2019-01-23 21:57:29 INFO  Master:54 - Starting Spark master at spark://<COMPUTERNAME>:7077

In the above case the IP is spark://<COMPUTERNAME>:7077. Thus you start the slave using

$SPARK_HOME/sbin/start-slave.sh spark://<COMPUTERNAME>:7077

That is it.

Cluster environment

If you are working on a cluster, you can use sparkhpc to set up a Spark instance (find the documenation here).

Note

If you want to use sparkhpc , please read its documentation to understand how Spark clusters are started.

Sparkhpc can be used to start a standalone cluster on an LSF/SGE high-performance computing environment. In order for them to work make sure to have openmpi and Java installed. Sparkhpc installs with PyBDA, but in case it didn’t just reinstall it:

pip install sparkhpc

Sparkhpc helps you setting up spark clusters for LSF and Slurm cluster environments. If you have one of those start a Spark cluster, for instance, using:

sparkcluster start --memory-per-executor 50000 --memory-per-core 10000 --walltime 4:00 --cores-per-executor 5 2 &
sparkcluster launch &

Warning

For your own cluster, you should modify the number of workers, nodes, cores and memory.

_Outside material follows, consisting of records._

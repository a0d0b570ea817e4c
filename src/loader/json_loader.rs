// src/loader/json_loader.rs
//! Tiled JSON maps (`.json`, `.tmj`) and tilesets (`.tsj`).

use std::path::Path;

use log::{debug, warn};
use serde::Deserialize;
use serde_json::Value as JsonValue;

use crate::error::MapError;
use crate::ir_map::*;
use crate::properties::Properties;

fn default_true() -> bool {
    true
}
fn one() -> f32 {
    1.0
}

#[derive(Deserialize)]
struct JsonMap {
    #[serde(default)]
    version: JsonValue,
    #[serde(default)]
    orientation: String,
    width: u32,
    height: u32,
    tilewidth: u32,
    tileheight: u32,
    #[serde(default)]
    infinite: bool,
    #[serde(default)]
    layers: Vec<JsonLayer>,
    #[serde(default)]
    tilesets: Vec<JsonTilesetRef>,
    #[serde(default)]
    properties: Vec<JsonProperty>,
}

#[derive(Deserialize)]
#[serde(untagged)]
enum JsonData {
    Tiles(Vec<u32>),
    Text(String),
}

#[derive(Deserialize)]
struct JsonLayer {
    #[serde(rename = "type")]
    kind: String,
    #[serde(default)]
    name: String,
    #[serde(default = "default_true")]
    visible: bool,
    #[serde(default = "one")]
    opacity: f32,
    #[serde(default)]
    offsetx: f32,
    #[serde(default)]
    offsety: f32,
    #[serde(default)]
    properties: Vec<JsonProperty>,
    // tilelayer
    #[serde(default)]
    data: Option<JsonData>,
    #[serde(default)]
    encoding: Option<String>,
    #[serde(default)]
    compression: Option<String>,
    // objectgroup
    #[serde(default)]
    color: Option<String>,
    #[serde(default)]
    objects: Vec<JsonObject>,
    // imagelayer
    #[serde(default)]
    image: Option<String>,
    #[serde(default)]
    imagewidth: u32,
    #[serde(default)]
    imageheight: u32,
    #[serde(default)]
    transparentcolor: Option<String>,
}

#[derive(Deserialize)]
struct JsonTilesetRef {
    firstgid: u32,
    #[serde(default)]
    source: Option<String>,
    #[serde(flatten)]
    def: JsonTileset,
}

#[derive(Deserialize, Default)]
#[serde(default)]
struct JsonTileset {
    name: String,
    tilewidth: u32,
    tileheight: u32,
    tilecount: u32,
    columns: u32,
    spacing: u32,
    margin: u32,
    image: Option<String>,
    imagewidth: u32,
    imageheight: u32,
    transparentcolor: Option<String>,
    properties: Vec<JsonProperty>,
    tiles: Vec<JsonTile>,
}
#[cfg(test)]
mod tests {
    use super::*;

    fn ir(f: impl FnOnce(&mut IrObject)) -> IrObject {
        let mut obj = IrObject {
            id: 1,
            name: "obj".into(),
            visible: true,
            x: 10.0,
            y: 20.0,
            width: 30.0,
            height: 40.0,
            ..Default::default()
        };
        f(&mut obj);
        obj
    }

    fn ctx(first_gids: &[u32]) -> MapContext<'_> {
        MapContext {
            pixel_height: 100.0,
            first_gids,
            tile_objects: TileObjectResolution::ByGid,
        }
    }

    #[test]
    fn parses_point_list() {
        assert_eq!(
            parse_points("0,0 10,0 10,10").unwrap(),
            vec![Point::new(0, 0), Point::new(10, 0), Point::new(10, 10)]
        );
        assert_eq!(parse_points("-4,7").unwrap(), vec![Point::new(-4, 7)]);
    }

    #[test]
    fn malformed_point_lists_fail_whole_parse() {
        for bad in ["0,0 bad", "", "1", "1,2,3", "1.5,2", "0,0  1,1"] {
            assert!(
                matches!(parse_points(bad), Err(DecodeError::MalformedPointList(_))),
                "{bad:?}"
            );
        }
    }

    #[test]
    fn classification_priority() {
        assert_eq!(classify(&ir(|o| o.ellipse = true)), ObjectKind::Ellipse);
        assert_eq!(classify(&ir(|_| {})), ObjectKind::Rectangle);
        assert_eq!(classify(&ir(|o| o.gid = 3)), ObjectKind::Tile);
        assert_eq!(classify(&ir(|o| o.point = true)), ObjectKind::Point);
        assert_eq!(
            classify(&ir(|o| {
                o.gid = 3;
                o.ellipse = true;
                o.polyline = Some("0,0 1,1".into());
                o.polygon = Some("0,0 1,1".into());
            })),
            ObjectKind::Polygon
        );
        assert_eq!(
            classify(&ir(|o| {
                o.point = true;
                o.polyline = Some("0,0".into());
            })),
            ObjectKind::Polyline
        );
    }

    #[test]
    fn flip_y_is_an_involution() {
        for (y, h) in [(0.0, 0.0), (20.0, 40.0), (99.0, 1.0), (-5.0, 12.5)] {
            let flipped = flip_y(y, h, 256.0);
            assert_eq!(flip_y(flipped, h, 256.0), y);
        }
    }

    #[test]
    fn group_offset_then_flip() {
        let group = IrObjectGroup {
            name: "things".into(),
            offset_x: 5.0,
            offset_y: 10.0,
            objects: vec![ir(|_| {})],
            ..Default::default()
        };
        let g = hydrate_group(group, &ctx(&[1])).unwrap();
        let o = &g.objects[0];
        assert_eq!((o.x, o.y), (15.0, 100.0 - 30.0 - 40.0));
        let r = o.rect().unwrap();
        assert_eq!((r.x, r.y, r.w, r.h), (15.0, 30.0, 30.0, 40.0));
    }

    #[test]
    fn shape_accessors_check_kind() {
        let g = hydrate_group(
            IrObjectGroup {
                objects: vec![ir(|o| o.ellipse = true), ir(|o| o.point = true)],
                ..Default::default()
            },
            &ctx(&[1]),
        )
        .unwrap();
        let ellipse = &g.objects[0];
        let c = ellipse.ellipse().unwrap();
        assert_eq!((c.x, c.y, c.r), (25.0, 60.0, 17.5));
        assert!(matches!(
            ellipse.rect(),
            Err(DecodeError::InvalidShapeAccess {
                expected: ObjectKind::Rectangle,
                actual: ObjectKind::Ellipse
            })
        ));
        assert!(ellipse.tile().is_err());
        assert!(ellipse.polygon().is_err());

        let point = &g.objects[1];
        assert_eq!(point.point().unwrap(), vec2(10.0, 40.0));
        assert!(point.ellipse().is_err());
    }

    #[test]
    fn polygon_vertices_follow_object_flip() {
        let g = hydrate_group(
            IrObjectGroup {
                objects: vec![ir(|o| {
                    o.width = 0.0;
                    o.height = 0.0;
                    o.polygon = Some("0,0 10,0 10,10".into());
                })],
                ..Default::default()
            },
            &ctx(&[1]),
        )
        .unwrap();
        // document (10,20) -> y-up (10,80); vertex (10,10) is 10px further down
        assert_eq!(
            g.objects[0].polygon().unwrap(),
            vec![vec2(10.0, 80.0), vec2(20.0, 80.0), vec2(20.0, 70.0)]
        );
    }

    #[test]
    fn bad_point_list_reports_object() {
        let err = hydrate_group(
            IrObjectGroup {
                objects: vec![ir(|o| {
                    o.id = 9;
                    o.polyline = Some("0,0 bad".into());
                })],
                ..Default::default()
            },
            &ctx(&[1]),
        )
        .unwrap_err();
        assert!(matches!(err, (9, DecodeError::MalformedPointList(_))));
    }

    #[test]
    fn tile_objects_resolve_by_gid_or_first_tileset() {
        let obj = || IrObjectGroup {
            objects: vec![ir(|o| o.gid = 0x8000_0000 | 12)],
            ..Default::default()
        };

        let g = hydrate_group(obj(), &ctx(&[1, 10])).unwrap();
        let t = g.objects[0].tile().unwrap();
        assert_eq!((t.tileset, t.id, t.flip_h), (Some(gid::TilesetId(1)), 2, true));

        let compat = MapContext {
            tile_objects: TileObjectResolution::FirstTileset,
            ..ctx(&[1, 10])
        };
        let g = hydrate_group(obj(), &compat).unwrap();
        let t = g.objects[0].tile().unwrap();
        assert_eq!((t.tileset, t.id), (Some(gid::TilesetId(0)), 11));
    }

    #[test]
    fn display_names() {
        let g = hydrate_group(
            IrObjectGroup {
                objects: vec![ir(|o| o.name = "object 1".into())],
                ..Default::default()
            },
            &ctx(&[1]),
        )
        .unwrap();
        assert_eq!(g.objects[0].to_string(), "Object{Rectangle, Name: 'object 1'}");
        assert_eq!(ObjectKind::Polyline.to_string(), "Polyline");
    }
}
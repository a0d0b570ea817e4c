use log::debug;
use macroquad::math::{vec2, Vec2};

use crate::codec::{self, Encoding, RawTileStream};
use crate::error::DecodeError;
use crate::gid::{self, DecodedTile, TilesetId};
use crate::ir_map::{IrImageLayer, IrLayer};
use crate::properties::Properties;
use crate::tileset::{Image, Tileset};

/// A fully decoded grid of tiles covering the whole map.
#[derive(Debug, Clone)]
pub struct TileLayer {
    /// Layer name.
    pub name: String,
    /// Whether the layer is drawn.
    pub visible: bool,
    /// Opacity, `0.0` to `1.0`.
    pub opacity: f32,
    /// Pixel offset from the map origin.
    pub offset: Vec2,
    /// Custom properties.
    pub properties: Properties,
    /// How the tile data was written.
    pub encoding: Encoding,
    /// Width in tiles, equal to the map's.
    pub width: usize,
    /// Height in tiles, equal to the map's.
    pub height: usize,
    /// Row-major, top-left origin: cell (x, y) is `tiles[y * width + x]`.
    pub tiles: Vec<DecodedTile>,
    /// Every cell is nil.
    pub empty: bool,
    /// Set when all non-nil cells share one tileset.
    pub tileset: Option<TilesetId>,
}

impl TileLayer {
    /// Cell (`x`, `y`), top-left origin.
    pub fn tile(&self, x: usize, y: usize) -> Option<&DecodedTile> {
        if x >= self.width || y >= self.height {
            return None;
        }
        self.tiles.get(y * self.width + x)
    }

    /// Whether non-nil cells come from more than one tileset.
    pub fn uses_multiple_tilesets(&self) -> bool {
        !self.empty && self.tileset.is_none()
    }

    /// Non-nil cells with their flat index.
    pub fn occupied(&self) -> impl Iterator<Item = (usize, &DecodedTile)> {
        self.tiles.iter().enumerate().filter(|(_, t)| !t.is_nil())
    }
}

/// Which tilesets a decoded layer draws from.
#[derive(Debug, Clone, Copy, PartialEq, Eq)]
pub enum TilesetUsage {
    /// Every cell is nil.
    Empty,
    /// All non-nil cells share this tileset.
    Single(TilesetId),
    /// Cells from two or more tilesets.
    Mixed,
}

/// Scans resolved tiles for the tilesets they draw from.
pub fn tileset_usage(tiles: &[DecodedTile]) -> TilesetUsage {
    let mut found = None;
    for ts in tiles.iter().filter_map(|t| t.tileset) {
        match found {
            None => found = Some(ts),
            Some(seen) if seen != ts => return TilesetUsage::Mixed,
            Some(_) => {}
        }
    }
    found.map_or(TilesetUsage::Empty, TilesetUsage::Single)
}

/// Decodes, validates and resolves one tile layer of a `width` x `height` map.
pub fn assemble(
    ir: IrLayer,
    width: usize,
    height: usize,
    tilesets: &[Tileset],
) -> Result<TileLayer, DecodeError> {
    let encoding = Encoding::from_tag(ir.data.encoding.as_deref())?;
    let stream = RawTileStream {
        encoding,
        compression: ir.data.compression.as_deref(),
        text: &ir.data.text,
        tiles: &ir.data.tiles,
    };
    let gids = codec::decode(&stream, width, height)?;

    let tiles = gids
        .into_iter()
        .map(|g| gid::resolve(g, tilesets))
        .collect::<Result<Vec<_>, _>>()?;

    let usage = tileset_usage(&tiles);
    if usage == TilesetUsage::Mixed {
        debug!("layer '{}' uses multiple tilesets", ir.name);
    }
    let (empty, tileset) = match usage {
        TilesetUsage::Empty => (true, None),
        TilesetUsage::Single(ts) => (false, Some(ts)),
        TilesetUsage::Mixed => (false, None),
    };

    Ok(TileLayer {
        name: ir.name,
        visible: ir.visible,
        opacity: ir.opacity,
        offset: vec2(ir.offset_x, ir.offset_y),
        properties: ir.properties,
        encoding,
        width,
        height,
        tiles,
        empty,
        tileset,
    })
}

/// Column and row (counted from the bottom) of flat index `index`.
#[inline]
pub fn tile_position(index: usize, map_width: usize, map_height: usize) -> (usize, usize) {
    (index % map_width, map_height - index / map_width - 1)
}

/// A single image placed over the map.
#[derive(Debug, Clone)]
pub struct ImageLayer {
    /// Layer name.
    pub name: String,
    /// Whether the layer is drawn.
    pub visible: bool,
    /// Opacity, `0.0` to `1.0`.
    pub opacity: f32,
    /// Pixel offset from the map origin.
    pub offset: Vec2,
    /// The image, if one is set.
    pub image: Option<Image>,
    /// Custom properties.
    pub properties: Properties,
}

impl From<IrImageLayer> for ImageLayer {
    fn from(ir: IrImageLayer) -> Self {
        ImageLayer {
            name: ir.name,
            visible: ir.visible,
            opacity: ir.opacity,
            offset: vec2(ir.offset_x, ir.offset_y),
            image: ir.image.map(Image::from),
            properties: ir.properties,
        }
    }
}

In the above call we would request 2 nodes with 5 cores each. Every core would receive 10G of memory, while the entuire executor would receive 50G of memory.

After the job has started, you need to call

sparkcluster info

in order to receive the Spark IP.

Calling

If you made it thus far, you successfully

  1. modified the config file,
  2. started a Spark standalone cluster and have the IP to which the Spark cluster listens.

Now we can finally start our application.

For dimension reduction:

pybda dimension-reduction data/pybda-usecase.config IP

For clustering:

pybda clustering data/pybda-usecase.config IP

For regression:

pybda regression data/pybda-usecase.config IP

And, finally, if you want to execute all methods (i.e., regression/clustering/dimension reduction/…) you would call PyBDA with a run argument:

pybda run data/pybda-usecase.config IP

In all cases, the methods create tsv files, plots and statistics.

References

Murphy, Kevin P. Machine learning: a probabilistic perspective. MIT press (2012).

Breiman, Leo. “Random forests.” Machine learning 45.1 (2001): 5-32.

Friedman, Jerome H. “Stochastic gradient boosting.” Computational Statistics & Data Analysis 38.4 (2002): 367-378.

Trevor, Hastie, Tibshirani Robert, and Friedman JH. “The elements of statistical learning: data mining, inference, and prediction.” (2009).

Hyvärinen, Aapo, Juha Karhunen, and Erkki Oja. Independent component analysis. Vol. 46. John Wiley & Sons (2004).

Köster, Johannes, and Sven Rahmann. “Snakemake—a scalable bioinformatics workflow engine.” Bioinformatics 28.19 (2012): 2520-2522.

Meng, Xiangrui, et al. “MLlib: Machine Learning in Apache Spark.” The Journal of Machine Learning Research 17.1 (2016): 1235-1241

Rahimi, Ali, and Benjamin Recht. “Random features for large-scale kernel machines.” Advances in Neural Information Processing Systems (2008).

Zaharia, Matei, et al. “Apache Spark: a unified engine for big data processing.” Communications of the ACM 59.11 (2016): 56-65.